Male Sprague-Dawley rats (12-15w old, N=24) were fed isoenergetic diets (ad libitum 4w) containing 10% fat by weight (22% energy). The Control diet contained beef tallow (5.5%), n-6 PUFA sunflower seed oil (2.5%) and 2% olive oil (OO). High-DHA tuna FO (NuMega Lipids) was exchanged for OO to provide diets containing FO at 0.32% (LowFO) or 1.25% (ModFO) (Human equivalence: LowFO ≈ EPA+DHA 570mg/d, ModFO ≈ EPA+DHA 2.3g/d). Haemodynamic indices were measured under anaesthetic (pentobarbital: 60mg/kg i.p.) using a 6mm miniaturised 2-French pressure-volume conductance catheter during: rest; 45 min regional ischaemia induced by coronary artery occlusion; and post-ischaemic recovery. Fatty acid composition of left ventricular tissue was completed via gas chromatography.

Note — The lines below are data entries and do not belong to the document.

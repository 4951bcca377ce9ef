//! Core types for modelbind.
//!
//! This crate holds everything the registry, the derive macros and an
//! external binder share:
//!
//! - [`TypeKey`], [`TypeRef`] - type identity
//! - [`Model`], [`ModelType`] - bindable types and the handle used to look them up
//! - [`ModelShape`] and friends - the raw declared shape of a type
//! - [`PropertyDescriptor`], [`ConstructorDescriptor`], [`ParameterDescriptor`] -
//!   the filtered, immutable view a binder consumes
//! - [`ValueDescriptor`] - name + type capability implemented by properties and parameters
//! - [`BindingError`] - descriptor construction errors

mod descriptors;
mod error;
mod model;
mod shape;
mod type_key;
mod visibility;

pub use descriptors::{
    ConstructorDescriptor, ParameterDescriptor, PropertyDescriptor, ValueDescriptor,
};
pub use error::{BindingError, BindingResult};
pub use model::{Model, ModelType};
pub use shape::{ConstructorShape, MemberShape, ModelShape, ParamShape};
pub use type_key::{TypeKey, TypeRef};
pub use visibility::{Scope, Visibility};
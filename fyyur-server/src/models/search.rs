//! Name search term

/// Case-insensitive substring search over names.
///
/// Matching runs against names stored through [`fold`], so case is folded
/// for all of Unicode rather than only ASCII. An empty term matches
/// everything.
#[derive(Debug, Clone, PartialEq, Eq, Default)]
pub struct SearchTerm(String);

/// Lowercase form that names are stored and searched under.
pub fn fold(s: &str) -> String {
    s.to_lowercase()
}

impl SearchTerm {
    pub fn new(s: &str) -> Self {
        Self(s.trim().to_owned())
    }

    pub fn as_str(&self) -> &str {
        &self.0
    }

    /// Folded pattern for `LIKE ? ESCAPE '\'`: `%`, `_` and `\` in the term
    /// match themselves rather than acting as wildcards.
    pub fn like_pattern(&self) -> String {
        let folded = fold(&self.0);
        let mut pattern = String::with_capacity(folded.len() + 2);
        pattern.push('%');
        for c in folded.chars() {
            if matches!(c, '%' | '_' | '\\') {
                pattern.push('\\');
            }
            pattern.push(c);
        }
        pattern.push('%');
        pattern
    }
}
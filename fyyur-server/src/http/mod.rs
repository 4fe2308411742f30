//! HTTP layer
//!
//! Axum server with:
//! - CORS (localhost only by default)
//! - Request tracing
//! - Graceful shutdown
//! - JSON error responses

pub mod error;
pub mod extractors;
pub mod forms;
pub mod routes;
pub mod server;

pub use error::ApiError;
pub use server::{build_router, run_server, AppState, ServerConfig, ServerError};
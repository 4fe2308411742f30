//! Validation error types

use std::fmt;

/// Validation error for submitted forms
#[derive(Debug, Clone, PartialEq, Eq)]
pub enum ValidationError {
    /// Required field is missing or blank
    Empty { field: &'static str },

    /// Field exceeds maximum length
    TooLong { field: &'static str, max: usize },

    /// Field doesn't match the required format
    InvalidFormat { field: &'static str, reason: &'static str },

    /// Submitted genre name has no matching genre row
    UnknownGenre { name: String },

    /// Submitted id doesn't resolve to an existing record
    UnknownReference { field: &'static str, id: i64 },
}

impl ValidationError {
    /// Name of the offending form field.
    pub fn field(&self) -> &'static str {
        match self {
            Self::Empty { field }
            | Self::TooLong { field, .. }
            | Self::InvalidFormat { field, .. }
            | Self::UnknownReference { field, .. } => field,
            Self::UnknownGenre { .. } => "genres",
        }
    }
}

impl fmt::Display for ValidationError {
    fn fmt(&self, f: &mut fmt::Formatter<'_>) -> fmt::Result {
        match self {
            Self::Empty { field } => write!(f, "{} cannot be empty", field),
            Self::TooLong { field, max } => {
                write!(f, "{} exceeds maximum length of {} characters", field, max)
            }
            Self::InvalidFormat { field, reason } => {
                write!(f, "{}: {}", field, reason)
            }
            Self::UnknownGenre { name } => write!(f, "unknown genre: '{}'", name),
            Self::UnknownReference { field, id } => {
                write!(f, "{}: no record with id {}", field, id)
            }
        }
    }
}

impl std::error::Error for ValidationError {}

#[cfg(test)]
mod tests {
    use super::*;

    #[test]
    fn error_display() {
        let err = ValidationError::TooLong {
            field: "city",
            max: 120,
        };
        assert_eq!(err.to_string(), "city exceeds maximum length of 120 characters");

        let err = ValidationError::UnknownReference {
            field: "artist_id",
            id: 42,
        };
        assert_eq!(err.to_string(), "artist_id: no record with id 42");
    }

    #[test]
    fn unknown_genre_points_at_genres_field() {
        let err = ValidationError::UnknownGenre { name: "Polka".into() };
        assert_eq!(err.field(), "genres");
        assert_eq!(err.to_string(), "unknown genre: 'Polka'");
    }
}
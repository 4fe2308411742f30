//! Genre choices

use std::sync::Arc;

use axum::{extract::State, routing::get, Json, Router};

use crate::db::repos::{Genre, GenreRepo};
use crate::http::error::ApiError;
use crate::http::server::AppState;

/// GET /genres - every selectable genre, by name
async fn list_genres(State(state): State<Arc<AppState>>) -> Result<Json<Vec<Genre>>, ApiError> {
    Ok(Json(GenreRepo::new(&state.pool).list().await?))
}

/// Genre routes
pub fn router() -> Router<Arc<AppState>> {
    Router::new().route("/genres", get(list_genres))
}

Relative membrane fatty acid analysis confirmed that FO feeding increased myocardial membrane DHA incorporation (Control: 5.0±0.3, LowFO: 13.0±0.9, ModFO: 19.6±0.4%, P<0.001). Resting heart rate was reduced in a dose-related manner (Control: 453±6, LowFO: 433±4, ModFO: 402±5 beats.min-1, P=0.004) with no compromise to cardiac output. Ischaemia-induced reductions in rate pressure product recovered faster in the ModFO group (data shown in the figure). Furthermore, post-ischaemic left ventricular pressure-volume loop integrity (shifted right with reduced ejection fraction in Control) was maintained in both FO groups. Zone at risk of infarction was not statistically different between groups (Control: 44±4.1, LowFO: 39±3.9. ModFO: 45±2.4%, p>0.05), indicating an equivalent ischaemic insult. These findings demonstrate that contractile dysfunction is modulated from FO doses in the human dietary range. The changes observed can be attributed to myocardial membrane DHA incorporation and highlight plausible and clinically relevant physiological changes that may contribute to the cardioprotective effects of regular fish consumption.